* Exercise data:
• • • • • • •
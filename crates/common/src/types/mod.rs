use serde::{Deserialize, Serialize};

#[derive(Serialize, Debug)]
pub struct Health {
    pub status: &'static str,
}

impl Health {
    pub fn ok() -> Self {
        Self { status: "ok" }
    }
}

/// Generic `{"message": ...}` body used for non-validation error responses.
#[derive(Serialize, Deserialize, Debug, Clone, PartialEq, Eq)]
pub struct MessageBody {
    pub message: String,
}

impl MessageBody {
    pub fn new(message: impl Into<String>) -> Self {
        Self { message: message.into() }
    }
}
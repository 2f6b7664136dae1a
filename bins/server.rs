use common::utils::logging::{init_logging, LogFormat};
use dotenvy::dotenv;
use tracing::{error, info};
use uuid::Uuid;

fn init_logging_from_env() {
    // load .env first so RUST_LOG / LOG_FORMAT from it take effect
    dotenv().ok();
    init_logging(LogFormat::from_env());
    info!(service = "city-api", event = "logger_init", "tracing subscriber initialized");
}

fn main() -> std::process::ExitCode {
    init_logging_from_env();

    let service_id = Uuid::new_v4();
    let pid = std::process::id();
    let version = env!("CARGO_PKG_VERSION");

    std::panic::set_hook(Box::new({
        let service_id = service_id;
        move |info| {
            error!(
                service = "city-api",
                event = "panic",
                %service_id,
                pid,
                message = %info,
                "unhandled panic occurred"
            );
        }
    }));

    let cfg = match configs::AppConfig::load_or_env() {
        Ok(cfg) => cfg,
        Err(e) => {
            error!(service = "city-api", event = "config_invalid", error = %e, "failed to load configuration");
            return std::process::ExitCode::FAILURE;
        }
    };
    let worker_threads = cfg.server.worker_threads;

    let mut builder = tokio::runtime::Builder::new_multi_thread();
    builder.enable_all();
    if let Some(w) = worker_threads { builder.worker_threads(w); }

    let rt = match builder.build() {
        Ok(rt) => rt,
        Err(e) => {
            error!(service = "city-api", event = "runtime_build_failed", error = %e, "failed to build tokio runtime");
            return std::process::ExitCode::FAILURE;
        }
    };

    info!(
        service = "city-api",
        event = "start",
        %service_id,
        pid,
        version,
        threads = worker_threads.unwrap_or_default(),
        cities_file = %cfg.storage.cities_path().display(),
        "city api starting"
    );

    rt.block_on(async move {
        let server_task = tokio::spawn(async move {
            if let Err(e) = server::run(cfg).await {
                error!(service = "city-api", event = "run_failed", error = %e, "server::run returned error");
                Err(e)
            } else {
                Ok(())
            }
        });

        tokio::select! {
            res = server_task => {
                match res {
                    Ok(Ok(())) => {
                        info!(service = "city-api", event = "stop", %service_id, pid, "server stopped normally");
                        std::process::ExitCode::SUCCESS
                    }
                    // already logged inside the task
                    Ok(Err(_)) => std::process::ExitCode::FAILURE,
                    Err(e) => {
                        error!(service = "city-api", event = "task_join_error", error = %e, "server task join error");
                        std::process::ExitCode::FAILURE
                    }
                }
            }
            _ = tokio::signal::ctrl_c() => {
                info!(service = "city-api", event = "shutdown_signal", %service_id, pid, "received Ctrl+C, shutting down");
                std::process::ExitCode::SUCCESS
            }
        }
    })
}
use axum::{extract::{Path, State}, http::StatusCode, Json};
use models::{City, CityPayload};
use tracing::info;
use uuid::Uuid;

use crate::errors::JsonApiError;
use crate::state::ServerState;

/// Ids that are not UUIDs cannot name a stored city, so they are a plain 404.
fn parse_id(raw: &str) -> Result<Uuid, JsonApiError> {
    Uuid::parse_str(raw).map_err(|_| JsonApiError::not_found())
}

#[utoipa::path(get, path = "/cities", tag = "cities", responses((status = 200, description = "All cities", body = [crate::openapi::CityDoc])))]
pub async fn list(State(state): State<ServerState>) -> Result<Json<Vec<City>>, JsonApiError> {
    let cities = state.cities.list_all().await?;
    Ok(Json(cities))
}

#[utoipa::path(
    post,
    path = "/cities",
    tag = "cities",
    request_body = crate::openapi::CityInputDoc,
    responses(
        (status = 201, description = "Created", body = crate::openapi::CityDoc),
        (status = 422, description = "Validation failed or name+country already taken", body = crate::openapi::ValidationErrorDoc)
    )
)]
pub async fn create(
    State(state): State<ServerState>,
    Json(payload): Json<CityPayload>,
) -> Result<(StatusCode, Json<City>), JsonApiError> {
    let input = payload.into_input()?;
    let city = state.cities.create(input).await?;
    info!(city_id = %city.id, "city_create_request");
    Ok((StatusCode::CREATED, Json(city)))
}

#[utoipa::path(
    get,
    path = "/cities/{id}",
    tag = "cities",
    params(("id" = String, Path, description = "City id")),
    responses(
        (status = 200, description = "OK", body = crate::openapi::CityDoc),
        (status = 404, description = "City not found", body = crate::openapi::MessageDoc)
    )
)]
pub async fn show(
    State(state): State<ServerState>,
    Path(id): Path<String>,
) -> Result<Json<City>, JsonApiError> {
    let id = parse_id(&id)?;
    match state.cities.find(id).await? {
        Some(city) => Ok(Json(city)),
        None => Err(JsonApiError::not_found()),
    }
}

#[utoipa::path(
    put,
    path = "/cities/{id}",
    tag = "cities",
    params(("id" = String, Path, description = "City id")),
    request_body = crate::openapi::CityPatchDoc,
    responses(
        (status = 200, description = "Updated", body = crate::openapi::CityDoc),
        (status = 404, description = "City not found", body = crate::openapi::MessageDoc),
        (status = 422, description = "Validation failed or name+country already taken", body = crate::openapi::ValidationErrorDoc)
    )
)]
pub async fn update(
    State(state): State<ServerState>,
    Path(id): Path<String>,
    Json(payload): Json<CityPayload>,
) -> Result<Json<City>, JsonApiError> {
    // field errors win over an unknown id, as in the create path
    let patch = payload.into_patch()?;
    let id = parse_id(&id)?;
    let city = state.cities.update(id, patch).await?;
    Ok(Json(city))
}

#[utoipa::path(
    delete,
    path = "/cities/{id}",
    tag = "cities",
    params(("id" = String, Path, description = "City id")),
    responses(
        (status = 204, description = "Deleted"),
        (status = 404, description = "City not found", body = crate::openapi::MessageDoc)
    )
)]
pub async fn destroy(
    State(state): State<ServerState>,
    Path(id): Path<String>,
) -> Result<StatusCode, JsonApiError> {
    let id = parse_id(&id)?;
    if state.cities.delete(id).await? {
        Ok(StatusCode::NO_CONTENT)
    } else {
        Err(JsonApiError::not_found())
    }
}
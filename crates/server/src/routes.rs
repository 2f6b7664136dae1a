pub mod cities;

use axum::{routing::get, Json, Router};
use common::types::Health;
use tower_http::{
    cors::CorsLayer,
    trace::{DefaultMakeSpan, DefaultOnFailure, DefaultOnRequest, DefaultOnResponse, TraceLayer},
};
use tracing::Level;
use utoipa::OpenApi;

use crate::openapi::ApiDoc;
use crate::state::ServerState;

#[utoipa::path(get, path = "/health", tag = "health", responses((status = 200, description = "OK", body = crate::openapi::HealthResponse)))]
pub async fn health() -> Json<Health> {
    Json(Health::ok())
}

async fn openapi_json() -> Json<utoipa::openapi::OpenApi> {
    Json(ApiDoc::openapi())
}

/// Build the full application router: health, docs and the city resource.
pub fn build_router(state: ServerState, cors: CorsLayer) -> Router {
    let public = Router::new()
        .route("/health", get(health))
        .route("/api-docs/openapi.json", get(openapi_json));

    let city_routes = Router::new()
        .route("/cities", get(cities::list).post(cities::create))
        .route(
            "/cities/:id",
            get(cities::show)
                .put(cities::update)
                .patch(cities::update)
                .delete(cities::destroy),
        );

    public
        .merge(city_routes)
        .with_state(state)
        .layer(cors)
        .layer(
            TraceLayer::new_for_http()
                .make_span_with(
                    DefaultMakeSpan::new()
                        .level(Level::INFO)
                        .include_headers(false),
                )
                .on_request(
                    DefaultOnRequest::new()
                        .level(Level::INFO),
                )
                // status code and latency
                .on_response(
                    DefaultOnResponse::new()
                        .level(Level::INFO)
                        .include_headers(false),
                )
                .on_failure(
                    DefaultOnFailure::new()
                        .level(Level::ERROR),
                )
        )
}
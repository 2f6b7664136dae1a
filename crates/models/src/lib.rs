//! City record, request payloads and their field validation rules.

pub mod errors;
pub mod validation;
pub mod city;

pub use city::{City, CityInput, CityPatch, CityPayload};
pub use errors::ModelError;
pub use validation::FieldErrors;
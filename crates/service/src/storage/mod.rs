//! Storage abstractions for service layer
//!
//! Reusable file-backed stores for services that persist small maps as JSON.

pub mod json_map_store;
• • • • • • •
* Instructions to follow: In the listing above, start at the line with "filename bins/server.rs", go on through the line with "init_logging_from_env();", and copy each of those lines exactly; leave out all the rest.

* Expected answer:
filename bins/server.rs
use common::utils::logging::{init_logging, LogFormat};
use dotenvy::dotenv;
use tracing::{error, info};
use uuid::Uuid;

fn init_logging_from_env() {
    // load .env first so RUST_LOG / LOG_FORMAT from it take effect
    dotenv().ok();
    init_logging(LogFormat::from_env());
    info!(service = "city-api", event = "logger_init", "tracing subscriber initialized");
}

fn main() -> std::process::ExitCode {
    init_logging_from_env();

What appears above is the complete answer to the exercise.